Given that the indicated lines in the figure below are parallel, determine the sum of a+b+c without measuring the angles. Explain your reasoning in the style of a two-column proof.
We do not see any picture...
YOu have all three of your parallel line theorems such as
1) Alternate angles make a z pattern and under the arms of the z are equal
2) Corresponding angles make an F pattern, and under the arms of the F are equal
3) Interior Angles form a C pattern, and the angles inside the C add up to 180 degrees.
You also have vertically opposite angles that are equal.
Supplementary angles that share a straight line (and thus add up to 180 degrees).
Hope this is a big enough hint (as again we can't see the picture your textbook shows you)
To determine the sum of a+b+c without measuring the angles, we can use the properties of parallel lines and the transversal that intersects them.

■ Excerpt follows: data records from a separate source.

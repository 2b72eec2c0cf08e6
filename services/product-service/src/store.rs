use std::sync::atomic::{AtomicU64, Ordering};
use std::sync::RwLock;

use gateway_kit::{Error, Result};

use crate::dtos::{CreateProduct, Product, ProductUpdate};

/// In-memory product catalogue, kept in insertion order.
#[derive(Debug, Default)]
pub struct ProductStore {
    products: RwLock<Vec<Product>>,
    next_id: AtomicU64,
}

impl ProductStore {
    pub fn new() -> Self {
        Self::default()
    }

    /// A store holding two sample products.
    pub fn seeded() -> Self {
        let samples = [
            ("Desk Lamp", "Lighting", 39.9),
            ("Office Chair", "Furniture", 149.99),
        ];
        let products: Vec<Product> = samples
            .into_iter()
            .enumerate()
            .map(|(i, (name, category, price))| Product {
                id: product_id(i as u64 + 1),
                name: name.to_string(),
                category: Some(category.to_string()),
                price,
            })
            .collect();
        Self {
            next_id: AtomicU64::new(products.len() as u64),
            products: RwLock::new(products),
        }
    }

    pub fn list(&self, offset: usize, limit: Option<usize>) -> Vec<Product> {
        let products = self.products.read().unwrap_or_else(|e| e.into_inner());
        products
            .iter()
            .skip(offset)
            .take(limit.unwrap_or(usize::MAX))
            .cloned()
            .collect()
    }

    pub fn get(&self, id: &str) -> Result<Product> {
        self.products
            .read()
            .unwrap_or_else(|e| e.into_inner())
            .iter()
            .find(|product| product.id == id)
            .cloned()
            .ok_or_else(|| not_found(id))
    }

    pub fn create(&self, payload: CreateProduct) -> Result<Product> {
        let name = validate_name(&payload.name)?;
        validate_price(payload.price)?;

        let mut products = self.products.write().unwrap_or_else(|e| e.into_inner());
        ensure_unique(&products, name, None)?;
        let product = Product {
            id: product_id(self.next_id.fetch_add(1, Ordering::Relaxed) + 1),
            name: name.to_string(),
            category: payload.category,
            price: payload.price,
        };
        products.push(product.clone());
        tracing::debug!(id = %product.id, "product created");
        Ok(product)
    }

    pub fn update(&self, id: &str, changes: ProductUpdate) -> Result<Product> {
        let name = changes.name.as_deref().map(validate_name).transpose()?;
        if let Some(price) = changes.price {
            validate_price(price)?;
        }

        let mut products = self.products.write().unwrap_or_else(|e| e.into_inner());
        if let Some(name) = name {
            ensure_unique(&products, name, Some(id))?;
        }
        let product = products
            .iter_mut()
            .find(|product| product.id == id)
            .ok_or_else(|| not_found(id))?;
        if let Some(name) = name {
            product.name = name.to_string();
        }
        if changes.category.is_some() {
            product.category = changes.category;
        }
        if let Some(price) = changes.price {
            product.price = price;
        }
        Ok(product.clone())
    }

    pub fn remove(&self, id: &str) -> Result<Product> {
        let mut products = self.products.write().unwrap_or_else(|e| e.into_inner());
        let index = products
            .iter()
            .position(|product| product.id == id)
            .ok_or_else(|| not_found(id))?;
        Ok(products.remove(index))
    }
}

fn not_found(id: &str) -> Error {
    Error::NotFound(format!("product `{id}` does not exist"))
}

fn product_id(n: u64) -> String {
    format!("prod-{n:03}")
}

/// Returns the trimmed name.
fn validate_name(name: &str) -> Result<&str> {
    let name = name.trim();
    if name.is_empty() {
        return Err(Error::Validation("`name` must not be empty".into()));
    }
    Ok(name)
}

/// `except` is the product being renamed, which may keep its own name.
fn ensure_unique(products: &[Product], name: &str, except: Option<&str>) -> Result<()> {
    let taken = products
        .iter()
        .any(|product| product.name == name && Some(product.id.as_str()) != except);
    if taken {
        return Err(Error::Validation(format!("a product named `{name}` already exists")));
    }
    Ok(())
}

fn validate_price(price: f64) -> Result<()> {
    if !price.is_finite() || price < 0.0 {
        return Err(Error::Validation("`price` must be a non-negative number".into()));
    }
    Ok(())
}
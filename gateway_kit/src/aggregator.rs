//! Aggregation of service fragments into OpenAPI documents.
//!
//! The aggregator is `Stale` until its first build and after every
//! [`SchemaAggregator::invalidate`]. A stale aggregator rebuilds both audience
//! documents in one pass on the next [`SchemaAggregator::get_schema`].
//! Snapshots are immutable and replaced wholesale, so a reader holding an
//! `Arc` from before an invalidation keeps a consistent document.

use std::path::{Path, PathBuf};
use std::sync::atomic::{AtomicU64, Ordering};
use std::sync::Arc;

use arc_swap::ArcSwapOption;
use tokio::sync::Mutex;
use utoipa::openapi::path::Operation;
use utoipa::openapi::OpenApi;

use crate::error::{Error, Result};
use crate::fragment::RouteKey;
use crate::merge::merge_service_fragment;
use crate::openapi_utils::{build_base_document, BaseTemplate};
use crate::registry::{ActionDescriptor, ServiceDescriptor, ServiceRegistry};

#[derive(Debug, Clone, Copy, PartialEq, Eq, Hash)]
pub enum Audience {
    /// Bearer-credential holders: hides operations secured only by other schemes.
    Public,
    /// Everything.
    Privileged,
}

/// Both audience documents from one rebuild pass.
#[derive(Debug)]
pub struct SchemaSnapshot {
    pub generation: u64,
    pub public: Arc<OpenApi>,
    pub privileged: Arc<OpenApi>,
}

impl SchemaSnapshot {
    pub fn document(&self, audience: Audience) -> Arc<OpenApi> {
        match audience {
            Audience::Public => self.public.clone(),
            Audience::Privileged => self.privileged.clone(),
        }
    }
}

pub struct SchemaAggregator {
    registry: Arc<dyn ServiceRegistry>,
    template: BaseTemplate,
    output_dir: Option<PathBuf>,
    generation: AtomicU64,
    snapshot: ArcSwapOption<SchemaSnapshot>,
    rebuild_guard: Mutex<()>,
    rebuilds: AtomicU64,
}

impl SchemaAggregator {
    pub fn new(registry: Arc<dyn ServiceRegistry>, template: BaseTemplate) -> Self {
        Self {
            registry,
            template,
            output_dir: None,
            generation: AtomicU64::new(0),
            snapshot: ArcSwapOption::empty(),
            rebuild_guard: Mutex::new(()),
            rebuilds: AtomicU64::new(0),
        }
    }

    /// Writes `openapi.json` and `openapi-private.json` into `dir` after every
    /// rebuild. Diagnostic only.
    pub fn with_output_dir(mut self, dir: impl Into<PathBuf>) -> Self {
        self.output_dir = Some(dir.into());
        self
    }

    /// Marks the cached documents stale. Idempotent.
    pub fn invalidate(&self) {
        self.generation.fetch_add(1, Ordering::AcqRel);
        tracing::debug!("OpenAPI schema invalidated");
    }

    pub fn is_fresh(&self) -> bool {
        self.fresh_snapshot().is_some()
    }

    /// Number of completed rebuild passes.
    pub fn rebuild_count(&self) -> u64 {
        self.rebuilds.load(Ordering::Acquire)
    }

    /// The last successful snapshot, fresh or not.
    pub fn snapshot(&self) -> Option<Arc<SchemaSnapshot>> {
        self.snapshot.load_full()
    }

    fn fresh_snapshot(&self) -> Option<Arc<SchemaSnapshot>> {
        let current = self.generation.load(Ordering::Acquire);
        self.snapshot
            .load_full()
            .filter(|snapshot| snapshot.generation == current)
    }

    /// Returns the document for `audience`, rebuilding first if stale.
    ///
    /// If the rebuild fails the previous snapshot is served; without one the
    /// error is returned.
    pub async fn get_schema(&self, audience: Audience) -> Result<Arc<OpenApi>> {
        if let Some(snapshot) = self.fresh_snapshot() {
            return Ok(snapshot.document(audience));
        }

        let _guard = self.rebuild_guard.lock().await;
        // Another caller may have finished a rebuild while we waited.
        if let Some(snapshot) = self.fresh_snapshot() {
            return Ok(snapshot.document(audience));
        }

        match self.rebuild_locked().await {
            Ok(snapshot) => Ok(snapshot.document(audience)),
            Err(err) => match self.snapshot.load_full() {
                Some(previous) => {
                    tracing::warn!(error = %err, "serving previous OpenAPI schema");
                    Ok(previous.document(audience))
                }
                None => Err(err),
            },
        }
    }

    /// Rebuilds unconditionally.
    pub async fn rebuild(&self) -> Result<Arc<SchemaSnapshot>> {
        let _guard = self.rebuild_guard.lock().await;
        self.rebuild_locked().await
    }

    async fn rebuild_locked(&self) -> Result<Arc<SchemaSnapshot>> {
        let generation = self.generation.load(Ordering::Acquire);
        tracing::info!("♻ Regenerate OpenAPI schema...");

        let services = self.registry.list_services(true).await.inspect_err(|err| {
            tracing::error!(error = %err, "listing services for OpenAPI schema failed");
        })?;
        let (public, privileged) = compile_documents(&self.template, &services).inspect_err(|err| {
            tracing::error!(error = %err, "OpenAPI schema compilation failed");
        })?;

        let snapshot = Arc::new(SchemaSnapshot {
            generation,
            public: Arc::new(public),
            privileged: Arc::new(privileged),
        });
        self.snapshot.store(Some(snapshot.clone()));
        let count = self.rebuilds.fetch_add(1, Ordering::AcqRel) + 1;
        tracing::info!(generation, rebuilds = count, services = services.len(), "OpenAPI schema rebuilt");

        if let Some(dir) = &self.output_dir {
            write_schema_files(dir, &snapshot).await;
        }
        Ok(snapshot)
    }
}

async fn write_schema_files(dir: &Path, snapshot: &SchemaSnapshot) {
    let files = [
        ("openapi.json", &snapshot.public),
        ("openapi-private.json", &snapshot.privileged),
    ];
    if let Err(err) = tokio::fs::create_dir_all(dir).await {
        tracing::warn!(error = %err, dir = %dir.display(), "cannot create OpenAPI output dir");
        return;
    }
    for (name, doc) in files {
        let path = dir.join(name);
        let result = match doc.to_pretty_json() {
            Ok(json) => tokio::fs::write(&path, json).await.map_err(Error::from),
            Err(err) => Err(Error::from(err)),
        };
        if let Err(err) = result {
            tracing::warn!(error = %err, path = %path.display(), "cannot write OpenAPI file");
        }
    }
}

/// Merges the base template with every service and action fragment.
///
/// Returns `(public, privileged)`. Iteration follows registry order, then
/// action order, then binding order.
pub fn compile_documents(
    template: &BaseTemplate,
    services: &[ServiceDescriptor],
) -> Result<(OpenApi, OpenApi)> {
    let mut public = build_base_document(template);
    let mut privileged = public.clone();

    for service in services {
        if let Some(fragment) = &service.settings.openapi {
            merge_service_fragment(&mut public, fragment);
            merge_service_fragment(&mut privileged, fragment);
        }

        for action in &service.actions {
            let Some(fragment) = &action.openapi else {
                continue;
            };
            for binding in fragment.bindings() {
                let (key, operation) = binding
                    .compile()
                    .map_err(|err| with_action_context(service, action, err))?;
                if binding.is_bearer_visible() {
                    place_operation(&mut public, &key, operation.clone());
                }
                place_operation(&mut privileged, &key, operation);
            }
        }
    }
    Ok((public, privileged))
}

fn place_operation(doc: &mut OpenApi, key: &RouteKey, operation: Operation) {
    let item = doc.paths.paths.entry(key.path.clone()).or_default();
    *key.method.slot(item) = Some(operation);
}

fn with_action_context(service: &ServiceDescriptor, action: &ActionDescriptor, err: Error) -> Error {
    match err {
        Error::SchemaCompilation(msg) => {
            Error::SchemaCompilation(format!("{}.{}: {msg}", service.name, action.name))
        }
        other => other,
    }
}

Let's label the angles in the figure:
Angles:
1: a
2: b
3: c
Now, let's begin the two-column proof:
Statement | Reason
___________________________________|_____________________________
Lines l and m are parallel. | Given (as indicated in the figure)
1 and 2 are alternate interior angles. | Definition of alternate interior angles
2 and 3 are corresponding angles. | Definition of corresponding angles
a is congruent to 2. | Alternate interior angles theorem
b is congruent to 3. | Corresponding angles theorem
a + b = 2 + 3. | Substitution
a + b = 5. | Simplification
a + b + c = 5 + c. | Addition property of equality
a + b + c = 5 + c. | Simplification
Therefore, the sum of a + b + c is equal to 5 + c.